Since then, I’ve talked and emailed with Jeff Salisbury. He confirmed that family lore has it that Nora became a successful artist in Detroit. That pretty much confirmed, for me, that Nora Hudson and the Leonora Woolfenden of L. Goddard fame were one and the same. It seems that, shortly after Nora’s birth, her mother left for the United States, leaving Nora with her maternal grandmother. What became of her father is not known, but Nora’s mother eventually married Richard Goddard, brought Nora to the US, and settled in the Detroit area. Nora, at some point, apparently, became Leonora – the name does turn up in family documents – although details of the change are not known.
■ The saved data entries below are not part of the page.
fn equality(relational: BoxedExpr, table: Rec<TableExpr>) -> BoxedExpr {
    let negated = keyword("not").or_not().map(|n| n.is_some());

    let op = choice((
        ctrl('=').to(BinOp::Eq),
        just(TokenKind::Eq).to(BinOp::Eq),
        just(TokenKind::Ne).to(BinOp::Ne),
        keyword("is")
            .ignore_then(keyword("not"))
            .ignore_then(keyword("distinct"))
            .ignore_then(keyword("from"))
            .to(BinOp::IsNotDistinctFrom),
        keyword("is")
            .ignore_then(keyword("distinct"))
            .ignore_then(keyword("from"))
            .to(BinOp::IsDistinctFrom),
        keyword("is")
            .ignore_then(keyword("not"))
            .to(BinOp::IsNot),
        keyword("is").to(BinOp::Is),
    ));
    let binary = op
        .then(relational.clone())
        .map(|(op, right)| EqualitySuffix::Binary(op, right));

    let like_op = choice((
        keyword("like").to(LikeOp::Like),
        keyword("glob").to(LikeOp::Glob),
        keyword("regexp").to(LikeOp::Regexp),
        keyword("match").to(LikeOp::Match),
    ));
    let like = negated
        .clone()
        .then(like_op)
        .then(relational.clone())
        .then(keyword("escape").ignore_then(relational.clone()).or_not())
        .map(|(((negated, op), pattern), escape)| EqualitySuffix::Like {
            negated,
            op,
            pattern,
            escape,
        });

    let between = negated
        .clone()
        .then_ignore(keyword("between"))
        .then(relational.clone())
        .then_ignore(keyword("and"))
        .then(relational.clone())
        .map(|((negated, low), high)| EqualitySuffix::Between { negated, low, high });

    // a list of values is tried first, so `x in (y)` stays scalar
    let in_list = negated
        .clone()
        .then_ignore(keyword("in"))
        .then(sequence(relational.clone()).delimited_by(ctrl('('), ctrl(')')))
        .map(|(negated, list)| EqualitySuffix::InList { negated, list });

    let in_table = negated
        .then_ignore(keyword("in"))
        .then(table)
        .map(|(negated, table)| EqualitySuffix::InTable { negated, table });

    relational
        .then(
            choice((binary, like, between, in_list, in_table))
                .map_with_span(|suffix, span: Span| (suffix, span))
                .repeated(),
        )
        .foldl(|left, (suffix, span)| {
            let span = merge_spans(left.span, Some(span));
            let left = Box::new(left);
            let kind = match suffix {
                EqualitySuffix::Binary(op, right) => ExprKind::Binary(BinaryExpr {
                    left,
                    op,
                    right: Box::new(right),
                }),
                EqualitySuffix::Like {
                    negated,
                    op,
                    pattern,
                    escape,
                } => ExprKind::Like(LikeExpr {
                    expr: left,
                    negated,
                    op,
                    pattern: Box::new(pattern),
                    escape: escape.map(Box::new),
                }),
                EqualitySuffix::Between { negated, low, high } => {
                    ExprKind::Between(BetweenExpr {
                        expr: left,
                        negated,
                        low: Box::new(low),
                        high: Box::new(high),
                    })
                }
                EqualitySuffix::InList { negated, list } => ExprKind::InList(InListExpr {
                    expr: left,
                    negated,
                    list,
                }),
                EqualitySuffix::InTable { negated, table } => ExprKind::InTable(InTableExpr {
                    expr: left,
                    negated,
                    table: Box::new(table),
                }),
            };
            into_expr(kind, span)
        })
        .boxed()
}

fn term(expr: Rec<Expr>, table: Rec<TableExpr>) -> BoxedExpr {
    let literal = literal().map(ExprKind::Literal);

    let escaped = {
        let expr = expr.clone();
        select! { TokenKind::Escaped(parts) => parts }
            .try_map(move |parts, span| escape_items(&expr, parts, span))
            .map(ExprKind::Escaped)
            .labelled("escaped string")
    };

    let variable = select! { TokenKind::Variable(name) => name }.map(ExprKind::Variable);

    let case = keyword("case")
        .ignore_then(expr.clone().or_not())
        .then(
            keyword("when")
                .ignore_then(expr.clone())
                .then_ignore(keyword("then"))
                .then(expr.clone())
                .map(|(condition, value)| SwitchCase { condition, value })
                .repeated()
                .at_least(1),
        )
        .then(keyword("else").ignore_then(expr.clone()).or_not())
        .then_ignore(keyword("end"))
        .map(|((base, cases), default)| {
            ExprKind::Case(CaseExpr {
                base: base.map(Box::new),
                cases,
                default: default.map(Box::new),
            })
        })
        .labelled("case");

    let cast = word("cast")
        .ignore_then(
            expr.clone()
                .then_ignore(keyword("as"))
                .then(type_name())
                .delimited_by(ctrl('('), ctrl(')')),
        )
        .map(|(expr, ty)| {
            ExprKind::Cast(CastExpr {
                expr: Box::new(expr),
                ty,
            })
        })
        .labelled("cast");

    let exists = word("exists")
        .ignore_then(table.clone().delimited_by(ctrl('('), ctrl(')')))
        .map(|t| ExprKind::Exists(Box::new(t)));

    let func_call = func_call(expr.clone()).map(ExprKind::FuncCall);

    let qualified_star = ident()
        .then_ignore(ctrl('.'))
        .then_ignore(ctrl('*'))
        .map(|i| ExprKind::All(Some(i)));

    let name = ident().map(ExprKind::Ident);

    let tuple = sequence(expr.clone())
        .delimited_by(ctrl('('), ctrl(')'))
        .try_map(|items, span| {
            if items.is_empty() {
                Err(PError::custom(span, "expected an expression"))
            } else {
                Ok(ExprKind::Tuple(items))
            }
        });

    let subquery = table
        .delimited_by(ctrl('('), ctrl(')'))
        .map(|t| ExprKind::Subquery(Box::new(t)));

    choice((
        literal,
        escaped,
        variable,
        case,
        cast,
        exists,
        func_call,
        qualified_star,
        name,
        tuple,
        subquery,
    ))
    .map_with_span(into_expr)
    .boxed()
}

pub(crate) fn literal() -> impl Parser<TokenKind, Literal, Error = PError> + Clone {
    select! {
        TokenKind::Literal(lr::Literal::Number(n)) => Literal::Number(n),
        TokenKind::Literal(lr::Literal::String(s)) => Literal::String(s),
        TokenKind::Literal(lr::Literal::Json(s)) => Literal::Json(s),
        TokenKind::Literal(lr::Literal::Blob(s)) => Literal::Blob(s),
        TokenKind::Keyword(k) if k == "null" => Literal::Null,
        TokenKind::Keyword(k) if k == "true" => Literal::Boolean(true),
        TokenKind::Keyword(k) if k == "false" => Literal::Boolean(false),
    }
    .labelled("literal")
}

/// `varchar`, `unsigned big int`, `decimal(10, 2)`
fn type_name() -> impl Parser<TokenKind, String, Error = PError> + Clone {
    let number = select! { TokenKind::Literal(lr::Literal::Number(n)) => n };

    ident_part()
        .repeated()
        .at_least(1)
        .then(
            number
                .separated_by(ctrl(','))
                .at_least(1)
                .delimited_by(ctrl('('), ctrl(')'))
                .or_not(),
        )
        .map(|(words, size)| {
            let mut ty = words.join(" ");
            if let Some(size) = size {
                ty += &format!("({})", size.join(", "));
            }
            ty
        })
        .labelled("type name")
}

pub(crate) fn func_call(expr: Rec<Expr>) -> impl Parser<TokenKind, FuncCall, Error = PError> + Clone {
    let args = keyword("distinct")
        .or_not()
        .then(choice((
            ctrl('*').to(FuncArgs::Star),
            sequence(expr.clone()).map(FuncArgs::List),
        )))
        .delimited_by(ctrl('('), ctrl(')'));

    let filter = word("filter").ignore_then(
        keyword("where")
            .ignore_then(expr.clone())
            .delimited_by(ctrl('('), ctrl(')')),
    );

    let over = word("over").ignore_then(choice((
        window_spec(expr.clone())
            .delimited_by(ctrl('('), ctrl(')'))
            .map(Over::Spec),
        ident_part().map(Over::Named),
    )));

    ident()
        .then(args)
        .then(filter.or_not())
        .then(over.or_not())
        .map(|(((name, (distinct, args)), filter), over)| FuncCall {
            name,
            distinct: distinct.is_some(),
            args,
            filter: filter.map(Box::new),
            over,
        })
        .labelled("function call")
}

pub(crate) fn window_spec(
    expr: Rec<Expr>,
) -> impl Parser<TokenKind, WindowSpec, Error = PError> + Clone {
    let base = ident_part().try_map(|name, span| {
        if ["partition", "rows", "range", "groups"].contains(&name.to_lowercase().as_str()) {
            Err(PError::custom(span, "expected a window name"))
        } else {
            Ok(name)
        }
    });

    let partition = word("partition")
        .ignore_then(keyword("by"))
        .ignore_then(expr.clone().separated_by(ctrl(',')).at_least(1));

    let order = keyword("order")
        .ignore_then(keyword("by"))
        .ignore_then(sort_item(expr.clone()).separated_by(ctrl(',')).at_least(1));

    let units = choice((
        word("rows").to(FrameUnits::Rows),
        word("range").to(FrameUnits::Range),
        word("groups").to(FrameUnits::Groups),
    ));

    let bound = choice((
        word("unbounded")
            .ignore_then(word("preceding"))
            .to(FrameBound::UnboundedPreceding),
        word("unbounded")
            .ignore_then(word("following"))
            .to(FrameBound::UnboundedFollowing),
        word("current")
            .ignore_then(word("row"))
            .to(FrameBound::CurrentRow),
        expr.clone()
            .then_ignore(word("preceding"))
            .map(|e| FrameBound::Preceding(Box::new(e))),
        expr.then_ignore(word("following"))
            .map(|e| FrameBound::Following(Box::new(e))),
    ));

    let frame = units
        .then(choice((
            keyword("between")
                .ignore_then(bound.clone())
                .then_ignore(keyword("and"))
                .then(bound.clone())
                .map(|(start, end)| (start, Some(end))),
            bound.map(|start| (start, None)),
        )))
        .map(|(units, (start, end))| Frame { units, start, end });

    base.or_not()
        .then(partition.or_not())
        .then(order.or_not())
        .then(frame.or_not())
        .map(|(((base, partition), order), frame)| WindowSpec {
            base,
            partition: partition.unwrap_or_default(),
            order: order.unwrap_or_default(),
            frame,
        })
        .labelled("window")
}

pub(crate) fn sort_item(expr: Rec<Expr>) -> impl Parser<TokenKind, SortItem, Error = PError> + Clone {
    let nulls = word("nulls").ignore_then(choice((
        word("first").to(NullsOrder::First),
        word("last").to(NullsOrder::Last),
    )));

    expr.then(sort_direction().or_not())
        .then(nulls.or_not())
        .map(|((expr, direction), nulls)| SortItem {
            expr,
            direction,
            nulls,
        })
}

pub(crate) fn sort_direction() -> impl Parser<TokenKind, SortDirection, Error = PError> + Clone {
    keyword("asc")
        .to(SortDirection::Asc)
        .or(keyword("desc").to(SortDirection::Desc))
}

fn escape_items(expr: &Rec<Expr>, parts: Vec<EscapePart>, span: Span) -> Result<Vec<EscapeItem>, PError> {
    parts
        .into_iter()
        .map(|part| {
            Ok(match part {
                EscapePart::Text(text) => EscapeItem::Text(text),
                EscapePart::Apostrophe => EscapeItem::Apostrophe,
                EscapePart::Percent => EscapeItem::Percent,
                EscapePart::Backslash => EscapeItem::Backslash,
                EscapePart::Control(code) => EscapeItem::Control(code),
                EscapePart::Unicode(hex) => EscapeItem::Unicode(hex),
                EscapePart::Format { spec, tokens } => EscapeItem::Format {
                    spec,
                    expr: Box::new(parse_embedded(expr, tokens, span)?),
                },
                EscapePart::Interpolate { tokens } => {
                    EscapeItem::Interpolate(Box::new(parse_embedded(expr, tokens, span)?))
                }
                EscapePart::Unknown(c) => EscapeItem::Unknown(c),
            })
        })
        .collect()
}

fn binary_op_parser<Op>(term: BoxedExpr, op: Op) -> BoxedExpr
where
    Op: Parser<TokenKind, BinOp, Error = PError> + Clone + 'static,
{
    term.clone()
        .then(op.then(term).repeated())
        .foldl(|left, (op, right)| {
            let span = merge_spans(left.span, right.span);
            into_expr(
                ExprKind::Binary(BinaryExpr {
                    left: Box::new(left),
                    op,
                    right: Box::new(right),
                }),
                span,
            )
        })
        .boxed()
}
Nor did the family know of Leonora’s marriage to George Woolfenden, or of her work as L. Goddard.
Jeff has incorporated this new information into his family tree, and has shared some family stories with me, for which I am very grateful. Here’s an account of one family member’s recollections of “Nora.”
“I remember Nora driving up to our house on 13th Street in Detroit in a big chauffeured car – bringing us Christmas presents…We had a dog named Jack – wire hair terrier. Nora had Gladys bring Jack and she took pictures for advertising purposes…At the time Nora worked for the Arthur Studios in Detroit.”
L. Goddard produced beautiful art prints for calendars and other items of home décor from roughly the 1910s through the mid-1930s. Goddard’s subjects, like Tonnesen’s, included happy families, beautiful flappers, and Indian maidens. In addition, Goddard produced images of exotic Egyptian scenes, and pirates and gypsies. The slideshow at upper right shows a small sampling of Goddard’s work.